The Puerta de Toledo was one of the twelves city gates that had the Walls of Zaragoza. It was near of San Juan de los Panetes front of the rear of the current Central Market, in the area where were until a few years ago the arches that surrounded the statue of Augustus, in the city of Zaragoza, Aragon (Spain). It took hold on the remains of the Roman walls of Zaragoza.

It was demolished in 1842.

==History==
Its origin is from the Roman era. In Arab time it was known as Belkala gate and Bad al-Yanud gate and besides used to close the city on the west side was used as input for royal parades and processions coming from the nearby Palace and then the Castle of la Aljafería. It was the gate that closed and Roman and foundational street of Caesaraugusta called Kardus crossing the city from east to west.

In 1210 and by order of King Peter II of Aragon "The Catholic" moved at his side the grain market, thereby giving rise to germ that later became and still is the Central Market of Zaragoza.

It was flanked by two imposing crenelated towers and its monumental arch closed with iron gates.

Since 1440 its two towers became Royal Prison, which it was previously located in the Puerta Cinegia, and in 1556 in Cárcel de Manifestados it was more directed towards political prisoners prison and oppressed by the regime that ruled until it ruled that they had stopped with or without cause, with justice or without enough justice. This figure then particular of the Aragonese laws was also used to hold civil conflicts. It was like a habeas corpus but old. Hosted to the Chusticia of Aragon Juan de Lanuza y Urrea, who in 1591 ended beheaded in the square itself.

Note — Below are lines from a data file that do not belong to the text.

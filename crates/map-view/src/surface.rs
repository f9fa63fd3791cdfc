//! The map surface the core draws on.
//!
//! The surface is owned by the UI task, so methods take `&self` and
//! implementations use interior mutability. The overlay manager and the query
//! controller share one surface through an `Rc`.

use std::cell::RefCell;
use std::fmt;

use forecast_common::GeoBounds;
use renderer::{Legend, OverlayLayer};

use crate::popup::Popup;

/// Identifier of an attached layer, unique per surface.
#[derive(Debug, Clone, Copy, PartialEq, Eq, Hash)]
pub struct LayerId(pub u64);

impl fmt::Display for LayerId {
    fn fmt(&self, f: &mut fmt::Formatter<'_>) -> fmt::Result {
        write!(f, "layer-{}", self.0)
    }
}

/// Operations the core needs from an interactive map widget.
pub trait MapSurface {
    /// Add a painted layer and return its id.
    fn attach_layer(&self, layer: OverlayLayer) -> LayerId;

    /// Remove a layer. Unknown ids are ignored.
    fn detach_layer(&self, id: LayerId);

    /// Move the viewport so `bounds` is visible.
    fn fit_bounds(&self, bounds: GeoBounds);

    /// Open the popup, or replace the open one.
    fn show_popup(&self, popup: &Popup);

    fn close_popup(&self);

    fn add_legend(&self, legend: &Legend);

    fn remove_legend(&self);

    /// Start delivering clicks to the query controller.
    fn bind_click_handler(&self);

    fn unbind_click_handler(&self);
}

/// Everything that happened to a [`HeadlessSurface`], in order.
#[derive(Debug, Clone, PartialEq)]
pub enum SurfaceEvent {
    LayerAttached(LayerId),
    LayerDetached(LayerId),
    BoundsFitted(GeoBounds),
    PopupShown(Popup),
    PopupClosed,
    LegendAdded,
    LegendRemoved,
    ClickHandlerBound,
    ClickHandlerUnbound,
}

#[derive(Debug, Default)]
struct SurfaceState {
    next_id: u64,
    layers: Vec<(LayerId, OverlayLayer)>,
    max_layers: usize,
    viewport: Option<GeoBounds>,
    popup: Option<Popup>,
    legend: Option<Legend>,
    click_bound: bool,
    events: Vec<SurfaceEvent>,
}

/// A map surface without a display.
///
/// Keeps the current layers, viewport, popup and legend, plus a log of every
/// call, so callers can render the final state to files and tests can check
/// ordering.
#[derive(Debug, Default)]
pub struct HeadlessSurface {
    state: RefCell<SurfaceState>,
}

impl HeadlessSurface {
    pub fn new() -> Self {
        Self::default()
    }

    pub fn layer_ids(&self) -> Vec<LayerId> {
        self.state.borrow().layers.iter().map(|(id, _)| *id).collect()
    }

    pub fn layer_count(&self) -> usize {
        self.state.borrow().layers.len()
    }

    /// Highest number of layers attached at the same time.
    pub fn max_layers_seen(&self) -> usize {
        self.state.borrow().max_layers
    }

    /// The most recently attached layer still on the map.
    pub fn top_layer(&self) -> Option<OverlayLayer> {
        self.state.borrow().layers.last().map(|(_, layer)| layer.clone())
    }

    pub fn viewport(&self) -> Option<GeoBounds> {
        self.state.borrow().viewport
    }

    pub fn popup(&self) -> Option<Popup> {
        self.state.borrow().popup.clone()
    }

    pub fn legend(&self) -> Option<Legend> {
        self.state.borrow().legend.clone()
    }

    pub fn click_handler_bound(&self) -> bool {
        self.state.borrow().click_bound
    }

    pub fn events(&self) -> Vec<SurfaceEvent> {
        self.state.borrow().events.clone()
    }

    /// Number of popups opened so far.
    pub fn popups_shown(&self) -> usize {
        self.state
            .borrow()
            .events
            .iter()
            .filter(|e| matches!(e, SurfaceEvent::PopupShown(_)))
            .count()
    }
}

impl MapSurface for HeadlessSurface {
    fn attach_layer(&self, layer: OverlayLayer) -> LayerId {
        let mut state = self.state.borrow_mut();
        state.next_id += 1;
        let id = LayerId(state.next_id);
        state.layers.push((id, layer));
        state.max_layers = state.max_layers.max(state.layers.len());
        state.events.push(SurfaceEvent::LayerAttached(id));
        id
    }

    fn detach_layer(&self, id: LayerId) {
        let mut state = self.state.borrow_mut();
        let before = state.layers.len();
        state.layers.retain(|(layer_id, _)| *layer_id != id);
        if state.layers.len() != before {
            state.events.push(SurfaceEvent::LayerDetached(id));
        }
    }

    fn fit_bounds(&self, bounds: GeoBounds) {
        let mut state = self.state.borrow_mut();
        state.viewport = Some(bounds);
        state.events.push(SurfaceEvent::BoundsFitted(bounds));
    }

    fn show_popup(&self, popup: &Popup) {
        let mut state = self.state.borrow_mut();
        state.popup = Some(popup.clone());
        state.events.push(SurfaceEvent::PopupShown(popup.clone()));
    }

    fn close_popup(&self) {
        let mut state = self.state.borrow_mut();
        if state.popup.take().is_some() {
            state.events.push(SurfaceEvent::PopupClosed);
        }
    }

    fn add_legend(&self, legend: &Legend) {
        let mut state = self.state.borrow_mut();
        state.legend = Some(legend.clone());
        state.events.push(SurfaceEvent::LegendAdded);
    }

    fn remove_legend(&self) {
        let mut state = self.state.borrow_mut();
        if state.legend.take().is_some() {
            state.events.push(SurfaceEvent::LegendRemoved);
        }
    }

    fn bind_click_handler(&self) {
        let mut state = self.state.borrow_mut();
        state.click_bound = true;
        state.events.push(SurfaceEvent::ClickHandlerBound);
    }

    fn unbind_click_handler(&self) {
        let mut state = self.state.borrow_mut();
        if state.click_bound {
            state.click_bound = false;
            state.events.push(SurfaceEvent::ClickHandlerUnbound);
        }
    }
}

In front of this gate was the Market Square, which had been moved in the 12th century from its old location in Puerta Cineja. During the 16th and 17th centuries, was the most important meeting place of the city, there was much commercial activity and in it were held tournaments and bullfights. It was also the place where the pillory for centuries stood to execute death row inmates, intended to serve as an example for citizens, denominating the place, square of the Justice.

After lengthy discussions, it was decided its demolition in 1842 due to its poor condition.

A tile on the calle Manifestación reminds of its location.